The sound of water on the roof was pleasant to Penny, but the steady rhythm was broken by a man's voice. The voice was a blending of bass and discord, the voice of her cousin, Vince.

Vince Cavendish was the runt of the family. About one hundred pounds of concentrated ill will; a small package of frustrated manhood, who tried to make himself heard and observed by the mere power of his bellow. His jet-black, wiry hair was usually cropped short, so it bristled on his small head like stubble in a hayfield when the mowers have passed. His face when shaved was blue in cast, but it was more often unshaved and bristling. Vince was puny, with narrow shoulders and a narrower mind. As usual, he was arguing. Penny guessed from the outline of the men that it was Mort to whom Vince talked. Lightning, a moment later, proved her guess correct. The two were right beneath her window, sheltered from the rain by overhanging eaves.

Mort was the sort of man who would have liked to bear the weight of the world on shoulders unsuited to support the burden of a household. Much larger than Vince, he listened to his brother in the detached sort of way one waits for a kettle to boil. More accurately, in this case, Mort was waiting for Vince to stop boiling.

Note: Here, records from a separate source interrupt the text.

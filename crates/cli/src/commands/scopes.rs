use anyhow::{Context, Result};
use serde::Serialize;

use scope_resolver_core::{
    ActionPreference, Config, Document, InferenceContext, InferenceError, PartialPrimitiveTarget,
    PartialTarget, ScopeType, TargetInference, TextRange,
};

use crate::display::{format_range, snippet};
use crate::utils::{load_document, parse_location};

#[derive(Debug, Clone, Copy, PartialEq, Eq, Serialize)]
#[serde(rename_all = "snake_case")]
pub enum ScopeStatus {
    Matched,
    NoMatch,
    NotSupported,
}

/// Innermost match of one scope type at a location
#[derive(Debug, Clone, Serialize)]
pub struct ScopeReport {
    pub scope_type: ScopeType,
    pub status: ScopeStatus,
    #[serde(skip_serializing_if = "Option::is_none")]
    pub node_kind: Option<String>,
    #[serde(skip_serializing_if = "Option::is_none")]
    pub range: Option<TextRange>,
    #[serde(skip_serializing_if = "Option::is_none")]
    pub text: Option<String>,
}

/// Reports every scope type at `cursor`
pub fn scope_reports(document: &Document, cursor: TextRange, config: &Config) -> Result<Vec<ScopeReport>> {
    let context = InferenceContext::new(document).with_cursor(cursor);
    let mut engine = TargetInference::from_config(config);
    let preferences = [ActionPreference::permissive()];

    let mut reports = Vec::with_capacity(ScopeType::ALL.len());
    for scope_type in ScopeType::ALL {
        let target: PartialTarget = PartialPrimitiveTarget::new().with_scope(scope_type).into();
        let report = match engine.infer(&context, &[target], &preferences) {
            Ok(resolved) => {
                let selection = resolved
                    .first()
                    .and_then(|target| target.as_primitive())
                    .and_then(|target| target.selections.first())
                    .context("Resolved target carries no selection")?;
                ScopeReport {
                    scope_type,
                    status: ScopeStatus::Matched,
                    node_kind: selection.node_kind.clone(),
                    range: Some(selection.range),
                    text: Some(document.text(&selection.range).to_string()),
                }
            }
            Err(InferenceError::UnsupportedScope { .. }) => ScopeReport {
                scope_type,
                status: ScopeStatus::NotSupported,
                node_kind: None,
                range: None,
                text: None,
            },
            Err(InferenceError::NoEnclosingScope { .. }) => ScopeReport {
                scope_type,
                status: ScopeStatus::NoMatch,
                node_kind: None,
                range: None,
                text: None,
            },
            Err(err) => return Err(err.into()),
        };
        reports.push(report);
    }
    Ok(reports)
}

pub fn scopes_command(location_arg: &str, json: bool) -> Result<()> {
    let location = parse_location(location_arg)?;
    let config = Config::discover(&location.path)?;
    let document = load_document(&location.path, &config)?;
    let cursor = document
        .range(location.position(), location.position())
        .with_context(|| format!("{location_arg} lies outside {}", document.id()))?;

    let reports = scope_reports(&document, cursor, &config)?;
    if json {
        println!("{}", serde_json::to_string_pretty(&reports)?);
        return Ok(());
    }

    println!("🔍 Scopes at: {location_arg} ({})", document.language());
    println!("{}", "=".repeat(80));
    for report in &reports {
        match (report.status, &report.range, &report.text) {
            (ScopeStatus::Matched, Some(range), Some(text)) => println!(
                "✅ {:<22} {} {}  {}",
                report.scope_type.as_str(),
                format_range(range),
                report.node_kind.as_deref().unwrap_or("-"),
                snippet(text)
            ),
            (ScopeStatus::NotSupported, _, _) => {
                println!("⛔ {:<22} not supported", report.scope_type.as_str())
            }
            _ => println!("➖ {:<22} no match", report.scope_type.as_str()),
        }
    }
    Ok(())
}
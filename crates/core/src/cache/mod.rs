//! Caching across commands

pub mod language_cache;

pub use language_cache::{CacheStats, LanguageCache};
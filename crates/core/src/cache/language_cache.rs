use lru::LruCache;
use std::num::NonZeroUsize;
use tracing::trace;

use crate::document::{Document, DocumentId};
use crate::types::LanguageId;

pub const DEFAULT_CAPACITY: usize = 64;

#[derive(Debug, Clone, PartialEq, Eq, Hash)]
struct CacheKey {
    document: DocumentId,
    version: String,
}

/// Hit/miss counters
#[derive(Debug, Clone, Copy, Default, PartialEq, Eq)]
pub struct CacheStats {
    pub hits: u64,
    pub misses: u64,
    pub invalidations: u64,
}

/// Memoizes which language registry a document version resolves to.
///
/// Entries are keyed by document id and content hash, so an edited document
/// never sees the language of an older version.
#[derive(Debug)]
pub struct LanguageCache {
    entries: LruCache<CacheKey, LanguageId>,
    stats: CacheStats,
}

impl Default for LanguageCache {
    fn default() -> Self {
        Self::new(DEFAULT_CAPACITY)
    }
}

impl LanguageCache {
    /// A capacity of zero is treated as one
    pub fn new(capacity: usize) -> Self {
        let capacity = NonZeroUsize::new(capacity).unwrap_or(NonZeroUsize::MIN);
        Self {
            entries: LruCache::new(capacity),
            stats: CacheStats::default(),
        }
    }

    pub fn capacity(&self) -> usize {
        self.entries.cap().get()
    }

    pub fn len(&self) -> usize {
        self.entries.len()
    }

    pub fn is_empty(&self) -> bool {
        self.entries.is_empty()
    }

    pub fn stats(&self) -> CacheStats {
        self.stats
    }

    /// Language recorded for this exact document version
    pub fn get(&mut self, document: &DocumentId, version: &str) -> Option<LanguageId> {
        let key = CacheKey {
            document: document.clone(),
            version: version.to_string(),
        };
        match self.entries.get(&key) {
            Some(language) => {
                self.stats.hits += 1;
                Some(*language)
            }
            None => {
                self.stats.misses += 1;
                None
            }
        }
    }

    /// Records `language` for a document version, dropping entries for any
    /// other version of the same document.
    pub fn insert(&mut self, document: &DocumentId, version: &str, language: LanguageId) {
        self.invalidate_stale(document, version);
        self.entries.put(
            CacheKey {
                document: document.clone(),
                version: version.to_string(),
            },
            language,
        );
    }

    /// Cached language of `document`, or the document's own language recorded
    /// on a miss
    pub fn resolve(&mut self, document: &Document) -> LanguageId {
        if let Some(language) = self.get(document.id(), document.version()) {
            return language;
        }
        trace!(
            "Language cache miss for {} ({})",
            document.id(),
            document.version()
        );
        let language = document.language();
        self.insert(document.id(), document.version(), language);
        language
    }

    /// Drops every entry of `document`
    pub fn remove(&mut self, document: &DocumentId) {
        self.invalidate_stale(document, "");
    }

    pub fn clear(&mut self) {
        self.entries.clear();
    }

    fn invalidate_stale(&mut self, document: &DocumentId, version: &str) {
        let stale: Vec<CacheKey> = self
            .entries
            .iter()
            .map(|(key, _)| key)
            .filter(|key| &key.document == document && key.version != version)
            .cloned()
            .collect();
        for key in stale {
            trace!("Invalidating {} ({})", key.document, key.version);
            self.entries.pop(&key);
            self.stats.invalidations += 1;
        }
    }
}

Penny was accustomed to arguments between the brothers, her cousins. "I'd give my favorite eyetooth," she thought, "to see Mort knock the runt down, but that's too much to hope for." She didn't know what the row was all about, she didn't especially care. Vince could pick a fight over the most trivial of subjects. She did, however, wonder why those two were out so early in the morning.

"Yuh gotta keep her in hand, I tell yuh," bellowed Vince.

"Might be a mare or a cow he's talking about," mused Penny, "or even a sow."

"They ain't none of us can handle her, if you can't, an' so it's up tuh you. I said all I aim tuh say on the subject, an' I'll act the next time that damn wife of yores breaks bounds, Mort!"

"Gosh!" said Penny to herself. "I was wrong on all counts; it's Mort's wife he's talking about. I wonder why Mort doesn't spank the little weasel."